Health-Related Quality of Life Instruments for Clinical Trials in AL Amyloidosis: Report from the Amyloidosis Forum HRQOL Working Group

Patient Relat Outcome Meas. 2023 May 18:14:153-169. doi: 10.2147/PROM.S399658. eCollection 2023.


Systemic AL (light chain) amyloidosis is a rare protein misfolding disorder associated with plasma cell dyscrasia affecting various organs leading to organ dysfunction and failure. The Amyloidosis Forum is a public-private partnership between the Amyloidosis Research Consortium and the US Food and Drug Administration Center for Drug Evaluation and Research with the goal of accelerating the development of effective treatments for AL amyloidosis. In recognition of this goal, 6 individual working groups were formed to identify and/or provide recommendations related to various aspects of patient-relevant clinical trial endpoints. This review summarizes the methods, findings, and recommendations of the Health-Related Quality of Life (HRQOL) Working Group. The HRQOL Working Group sought to identify existing patient-reported outcome (PRO) assessments of HRQOL for use in clinical trials and practice deemed relevant across a broad spectrum of patients with AL amyloidosis.
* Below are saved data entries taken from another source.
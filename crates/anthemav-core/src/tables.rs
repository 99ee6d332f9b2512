//! Static lookup tables shared by the parser and the command encoder.

/// Listening modes, indexed by their wire number.
pub const LISTENING_MODES: [&str; 16] = [
    "None",
    "AnthemLogic Cinema",
    "AnthemLogic Music",
    "Dolby Surround",
    "DTS Neural:X",
    "Stereo",
    "Multi-Channel Stereo",
    "All-Channel Stereo",
    "PLIIx Movie",
    "PLIIx Music",
    "Neo:6 Cinema",
    "Neo:6 Music",
    "Dolby Digital",
    "DTS",
    "PCM Stereo",
    "Direct",
];

/// Speaker channels addressable by the level up/down commands.
pub const SPEAKER_CHANNELS: [(&str, u32); 9] = [
    ("Subwoofer", 1),
    ("Front Left/Right", 5),
    ("Front Wide", 6),
    ("Center", 7),
    ("Surround", 8),
    ("Back", 9),
    ("Height 1", 10),
    ("Height 2", 11),
    ("Height 3", 12),
];

/// Dolby dynamic range settings.
pub const DYNAMIC_RANGE_MODES: [(&str, u32); 3] =
    [("normal", 0), ("reduced", 1), ("late_night", 2)];

/// Sources offered before the receiver has reported its own input names.
///
/// Position in the list (1-based) is the input number.
pub const DEFAULT_SOURCES: [&str; 15] = [
    "HDMI 1",
    "HDMI 2",
    "HDMI 3",
    "HDMI 4",
    "HDMI 5",
    "HDMI 6",
    "HDMI 7",
    "HDMI 8",
    "Analog 1",
    "Analog 2",
    "Digital 1",
    "Digital 2",
    "USB",
    "Network",
    "ARC",
];

/// Returns the friendly name of a listening mode.
///
/// Numbers outside the table resolve to `"Mode <n>"`.
pub fn listening_mode_name(mode: u32) -> String {
    usize::try_from(mode)
        .ok()
        .and_then(|idx| LISTENING_MODES.get(idx))
        .map(|name| (*name).to_string())
        .unwrap_or_else(|| format!("Mode {mode}"))
}

/// Returns the wire number for a listening mode name (case-insensitive).
pub fn listening_mode_number(name: &str) -> Option<u32> {
    LISTENING_MODES
        .iter()
        .position(|m| m.eq_ignore_ascii_case(name.trim()))
        .map(|idx| idx as u32)
}

/// Returns the channel number for a speaker channel name (case-insensitive).
pub fn speaker_channel_number(name: &str) -> Option<u32> {
    lookup(&SPEAKER_CHANNELS, name)
}

/// Returns the wire value for a dynamic range setting (case-insensitive).
pub fn dynamic_range_number(name: &str) -> Option<u32> {
    lookup(&DYNAMIC_RANGE_MODES, name)
}

/// Returns the default name for an input number, if it is within the default list.
pub fn default_source_name(input: u32) -> Option<&'static str> {
    let idx = usize::try_from(input).ok()?.checked_sub(1)?;
    DEFAULT_SOURCES.get(idx).copied()
}

/// Returns the input number of a default source name (case-insensitive).
pub fn default_source_number(name: &str) -> Option<u32> {
    DEFAULT_SOURCES
        .iter()
        .position(|s| s.eq_ignore_ascii_case(name.trim()))
        .map(|idx| idx as u32 + 1)
}

fn lookup(table: &[(&str, u32)], name: &str) -> Option<u32> {
    let name = name.trim();
    table
        .iter()
        .find(|(key, _)| key.eq_ignore_ascii_case(name))
        .map(|(_, value)| *value)
}
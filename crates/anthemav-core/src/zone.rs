//! Per-zone state record.

use serde::{Deserialize, Serialize};

use crate::volume::MIN_VOLUME_DB;

/// Placeholder for telemetry the receiver has not reported yet.
pub const UNKNOWN: &str = "Unknown";

/// Last known state of one zone.
///
/// Only the fold step in [`DeviceState`](crate::DeviceState) writes to it.
#[derive(Debug, Clone, PartialEq, Eq, Serialize, Deserialize)]
pub struct ZoneState {
    pub power: bool,
    /// Always within `[-90, 0]`.
    pub volume_db: i32,
    pub muted: bool,
    pub input_number: u32,
    pub input_name: String,
    pub audio_format: String,
    pub audio_channels: String,
    pub video_resolution: String,
    pub listening_mode: String,
    pub sample_rate: String,
    pub bit_depth: String,
}

impl Default for ZoneState {
    fn default() -> Self {
        Self {
            power: false,
            volume_db: MIN_VOLUME_DB,
            muted: false,
            input_number: 1,
            input_name: UNKNOWN.to_string(),
            audio_format: UNKNOWN.to_string(),
            audio_channels: UNKNOWN.to_string(),
            video_resolution: UNKNOWN.to_string(),
            listening_mode: UNKNOWN.to_string(),
            sample_rate: UNKNOWN.to_string(),
            bit_depth: UNKNOWN.to_string(),
        }
    }
}

impl ZoneState {
    /// Creates a zone with every field at its default.
    pub fn new() -> Self {
        Self::default()
    }

    /// Volume as a percentage of the receiver's range.
    pub fn volume_percent(&self) -> f64 {
        crate::volume::db_to_percentage(self.volume_db)
    }

    /// Returns true once any sensor telemetry has been reported.
    pub fn has_telemetry(&self) -> bool {
        [
            &self.audio_format,
            &self.audio_channels,
            &self.video_resolution,
            &self.listening_mode,
            &self.sample_rate,
            &self.bit_depth,
        ]
        .iter()
        .any(|v| v.as_str() != UNKNOWN)
    }
}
A systematic review of the AL amyloidosis literature identified 1) additional signs/symptoms not currently part of an existing conceptual model, and 2) relevant PRO instruments used to measure HRQOL. The Working Group mapped content from each identified instrument to areas of impact in the conceptual model to determine which instrument(s) provide coverage of relevant concepts. The SF-36v2® Health Survey (SF-36v2; QualityMetric Incorporated, LLC) and Patient-Reported Outcomes Measurement Information System-29 Profile (PROMIS-29; HealthMeasures) were identified as instruments relevant to patients with AL amyloidosis. Existing evidence of reliability and validity was evaluated with a recommendation for future work focused on estimating clinically meaningful within-patient change thresholds for these instruments. For sponsors, the context of use-including specific research objectives, trial population, and investigational product under study-should inherently drive selection of the appropriate PRO instrument and endpoint definitions to detect meaningful change and enable patient-focused drug development.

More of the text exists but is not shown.